§ **Problem statement**
When a line below holds the string "CancellationToken", show that line.

(Stored data)
--
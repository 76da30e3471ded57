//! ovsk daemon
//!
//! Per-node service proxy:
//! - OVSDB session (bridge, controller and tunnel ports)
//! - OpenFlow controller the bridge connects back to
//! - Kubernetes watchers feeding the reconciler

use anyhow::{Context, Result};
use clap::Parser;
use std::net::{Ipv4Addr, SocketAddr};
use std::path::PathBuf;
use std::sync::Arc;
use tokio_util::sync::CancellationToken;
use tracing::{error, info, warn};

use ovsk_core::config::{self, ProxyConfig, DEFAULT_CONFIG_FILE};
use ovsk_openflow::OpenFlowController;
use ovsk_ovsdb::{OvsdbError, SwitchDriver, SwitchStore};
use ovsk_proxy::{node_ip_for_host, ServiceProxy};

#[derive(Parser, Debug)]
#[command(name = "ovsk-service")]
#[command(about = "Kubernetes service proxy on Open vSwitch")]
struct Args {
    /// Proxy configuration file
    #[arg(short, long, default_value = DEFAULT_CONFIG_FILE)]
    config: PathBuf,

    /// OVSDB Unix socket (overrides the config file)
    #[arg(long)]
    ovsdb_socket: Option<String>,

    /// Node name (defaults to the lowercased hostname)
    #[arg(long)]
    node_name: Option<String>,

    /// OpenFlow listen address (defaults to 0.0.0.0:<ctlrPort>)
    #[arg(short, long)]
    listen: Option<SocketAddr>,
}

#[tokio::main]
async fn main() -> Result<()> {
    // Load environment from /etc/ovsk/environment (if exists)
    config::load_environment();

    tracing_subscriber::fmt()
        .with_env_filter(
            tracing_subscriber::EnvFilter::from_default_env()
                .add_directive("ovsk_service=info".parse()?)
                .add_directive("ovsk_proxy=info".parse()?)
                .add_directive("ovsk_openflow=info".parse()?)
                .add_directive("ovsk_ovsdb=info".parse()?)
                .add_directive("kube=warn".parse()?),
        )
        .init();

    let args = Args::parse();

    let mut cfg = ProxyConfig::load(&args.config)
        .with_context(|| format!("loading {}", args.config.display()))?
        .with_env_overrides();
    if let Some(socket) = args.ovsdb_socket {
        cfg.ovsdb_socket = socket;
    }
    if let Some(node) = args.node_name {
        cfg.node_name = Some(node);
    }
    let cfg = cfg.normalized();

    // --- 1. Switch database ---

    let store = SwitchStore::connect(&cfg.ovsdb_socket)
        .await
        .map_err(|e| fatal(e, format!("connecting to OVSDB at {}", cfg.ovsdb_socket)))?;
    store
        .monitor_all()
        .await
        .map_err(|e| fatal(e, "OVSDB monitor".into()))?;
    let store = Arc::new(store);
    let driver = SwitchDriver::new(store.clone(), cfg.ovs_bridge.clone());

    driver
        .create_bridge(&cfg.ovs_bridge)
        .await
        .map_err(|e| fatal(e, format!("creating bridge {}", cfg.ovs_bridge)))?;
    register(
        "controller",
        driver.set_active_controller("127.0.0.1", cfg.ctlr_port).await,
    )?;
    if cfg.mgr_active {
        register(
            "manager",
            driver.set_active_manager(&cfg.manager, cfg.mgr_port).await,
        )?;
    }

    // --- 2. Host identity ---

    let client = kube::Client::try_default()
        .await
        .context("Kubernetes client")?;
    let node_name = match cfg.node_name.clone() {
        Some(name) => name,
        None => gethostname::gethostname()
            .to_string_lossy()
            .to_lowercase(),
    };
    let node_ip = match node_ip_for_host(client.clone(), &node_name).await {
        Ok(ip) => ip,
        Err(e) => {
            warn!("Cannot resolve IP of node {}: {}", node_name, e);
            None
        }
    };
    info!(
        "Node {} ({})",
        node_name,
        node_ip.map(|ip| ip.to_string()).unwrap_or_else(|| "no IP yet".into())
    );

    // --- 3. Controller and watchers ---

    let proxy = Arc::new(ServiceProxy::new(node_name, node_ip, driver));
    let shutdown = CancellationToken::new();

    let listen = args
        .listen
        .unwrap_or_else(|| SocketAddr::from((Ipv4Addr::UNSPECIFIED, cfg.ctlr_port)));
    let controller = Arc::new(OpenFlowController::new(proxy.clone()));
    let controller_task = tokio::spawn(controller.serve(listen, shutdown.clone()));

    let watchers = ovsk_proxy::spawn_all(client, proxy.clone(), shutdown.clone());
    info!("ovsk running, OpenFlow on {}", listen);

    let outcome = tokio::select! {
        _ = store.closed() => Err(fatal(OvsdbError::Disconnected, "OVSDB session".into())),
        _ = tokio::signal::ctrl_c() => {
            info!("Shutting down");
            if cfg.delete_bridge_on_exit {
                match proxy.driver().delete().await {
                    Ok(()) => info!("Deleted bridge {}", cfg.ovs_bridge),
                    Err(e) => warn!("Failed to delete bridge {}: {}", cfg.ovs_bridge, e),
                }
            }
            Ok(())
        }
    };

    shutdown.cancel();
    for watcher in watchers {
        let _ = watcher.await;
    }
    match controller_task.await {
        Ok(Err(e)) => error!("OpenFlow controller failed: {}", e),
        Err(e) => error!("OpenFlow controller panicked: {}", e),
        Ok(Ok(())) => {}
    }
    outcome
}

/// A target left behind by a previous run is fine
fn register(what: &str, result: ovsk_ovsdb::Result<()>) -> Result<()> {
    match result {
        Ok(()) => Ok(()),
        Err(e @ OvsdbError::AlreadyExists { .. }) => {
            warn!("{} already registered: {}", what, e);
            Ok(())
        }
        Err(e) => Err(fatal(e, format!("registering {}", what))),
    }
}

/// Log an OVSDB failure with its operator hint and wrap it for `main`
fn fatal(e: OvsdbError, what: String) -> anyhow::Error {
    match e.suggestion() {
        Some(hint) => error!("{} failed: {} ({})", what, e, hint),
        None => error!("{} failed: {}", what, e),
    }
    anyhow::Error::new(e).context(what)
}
--
§ **Answer to this problem**
use tokio_util::sync::CancellationToken;
    let shutdown = CancellationToken::new();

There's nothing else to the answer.